BEGIN

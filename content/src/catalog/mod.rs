//! The explainers this site serves and their static content.
//!
//! DESIGN
//! ======
//! Each explainer owns an independent literal table, even where prose overlaps
//! between pages. [`Catalog::build`] constructs every registry once, up front,
//! and the result is passed by reference to whoever renders pages or answers
//! API requests.

pub mod coevolution;
pub mod evolution;

#[cfg(test)]
#[path = "mod_test.rs"]
mod tests;

use serde::Serialize;

use crate::diagram::Layout;
use crate::error::CatalogError;
use crate::key::NodeKey;
use crate::record::DisplayRecord;
use crate::registry::ContentRegistry;

pub use coevolution::CycleView;
pub use evolution::EvolutionNode;

/// The explainer pages, addressed by URL slug.
#[derive(Clone, Copy, Debug, PartialEq, Eq, Hash, Serialize)]
#[serde(rename_all = "lowercase")]
pub enum ExplainerKind {
    Evolution,
    Coevolution,
}

impl ExplainerKind {
    pub const ALL: &'static [Self] = &[Self::Evolution, Self::Coevolution];

    #[must_use]
    pub fn slug(self) -> &'static str {
        match self {
            Self::Evolution => "evolution",
            Self::Coevolution => "coevolution",
        }
    }

    #[must_use]
    pub fn title(self) -> &'static str {
        match self {
            Self::Evolution => "Agent Evolution Architecture",
            Self::Coevolution => "Prompt and Critic Co-Evolution",
        }
    }

    #[must_use]
    pub fn surface(self) -> Surface {
        match self {
            Self::Evolution => Surface::Nodes,
            Self::Coevolution => Surface::Views,
        }
    }

    #[must_use]
    pub fn from_slug(slug: &str) -> Option<Self> {
        Self::ALL.iter().copied().find(|kind| kind.slug() == slug)
    }
}

/// What the user clicks on an explainer page.
#[derive(Clone, Copy, Debug, PartialEq, Eq, Serialize)]
#[serde(rename_all = "lowercase")]
pub enum Surface {
    /// Nodes of a single diagram.
    Nodes,
    /// Mutually exclusive buttons, each showing its own diagram.
    Views,
}

/// Explainer whose diagram nodes are the selectable surface.
#[derive(Clone, Debug)]
pub struct NodeExplainer<K: NodeKey> {
    pub registry: ContentRegistry<K>,
    pub diagram: Layout,
    pub placeholder: &'static str,
}

/// Explainer whose control buttons switch between pre-rendered diagrams.
#[derive(Clone, Debug)]
pub struct ViewExplainer<K: NodeKey> {
    pub registry: ContentRegistry<K>,
    pub diagrams: Vec<(K, &'static str)>,
    pub default_view: K,
    pub placeholder: &'static str,
}

impl<K: NodeKey> ViewExplainer<K> {
    /// Diagram description for `view`.
    #[must_use]
    pub fn description(&self, view: K) -> Option<&'static str> {
        self.diagrams.iter().find(|(k, _)| *k == view).map(|(_, d)| *d)
    }
}

/// Every explainer's content, built once at startup.
#[derive(Clone, Debug)]
pub struct Catalog {
    pub evolution: NodeExplainer<EvolutionNode>,
    pub coevolution: ViewExplainer<CycleView>,
}

impl Catalog {
    /// Build all registries and check that every view has a diagram.
    ///
    /// # Errors
    ///
    /// Returns a [`CatalogError`] if a literal table repeats a key or a view
    /// has no diagram description.
    pub fn build() -> Result<Self, CatalogError> {
        let evolution = NodeExplainer {
            registry: evolution::registry().map_err(|source| CatalogError::Registry {
                explainer: ExplainerKind::Evolution.slug(),
                source,
            })?,
            diagram: evolution::diagram(),
            placeholder: evolution::PLACEHOLDER,
        };

        let coevolution = ViewExplainer {
            registry: coevolution::registry().map_err(|source| CatalogError::Registry {
                explainer: ExplainerKind::Coevolution.slug(),
                source,
            })?,
            diagrams: coevolution::DIAGRAMS.to_vec(),
            default_view: CycleView::DEFAULT,
            placeholder: coevolution::PLACEHOLDER,
        };
        if let Some(view) = CycleView::ALL.iter().find(|v| coevolution.description(**v).is_none()) {
            return Err(CatalogError::MissingDiagram { explainer: ExplainerKind::Coevolution.slug(), view: view.tag() });
        }

        Ok(Self { evolution, coevolution })
    }

    /// Records of one explainer as `(tag, record)`, in declaration order.
    #[must_use]
    pub fn records(&self, kind: ExplainerKind) -> Vec<(&'static str, DisplayRecord)> {
        match kind {
            ExplainerKind::Evolution => tagged(&self.evolution.registry),
            ExplainerKind::Coevolution => tagged(&self.coevolution.registry),
        }
    }

    /// Look up a record by DOM tag. `None` for unknown tags.
    #[must_use]
    pub fn lookup(&self, kind: ExplainerKind, tag: &str) -> Option<DisplayRecord> {
        match kind {
            ExplainerKind::Evolution => self.evolution.registry.lookup_tag(tag).map(|(_, r)| r),
            ExplainerKind::Coevolution => self.coevolution.registry.lookup_tag(tag).map(|(_, r)| r),
        }
    }

    /// Every diagram description, labelled `explainer/view`, for startup checks.
    #[must_use]
    pub fn descriptions(&self) -> Vec<(String, &'static str)> {
        self.coevolution
            .diagrams
            .iter()
            .map(|(view, d)| (format!("{}/{}", ExplainerKind::Coevolution.slug(), view.tag()), *d))
            .collect()
    }
}

fn tagged<K: NodeKey>(registry: &ContentRegistry<K>) -> Vec<(&'static str, DisplayRecord)> {
    registry.iter().map(|(key, record)| (key.tag(), record)).collect()
}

END

WORK INSTRUCTIONS → Copy each line from the entries above that has the word "CatalogError" in it.

SOLUTION →
use crate::error::CatalogError;
    /// Returns a [`CatalogError`] if a literal table repeats a key or a view
    pub fn build() -> Result<Self, CatalogError> {
            registry: evolution::registry().map_err(|source| CatalogError::Registry {
            registry: coevolution::registry().map_err(|source| CatalogError::Registry {
            return Err(CatalogError::MissingDiagram { explainer: ExplainerKind::Coevolution.slug(), view: view.tag() });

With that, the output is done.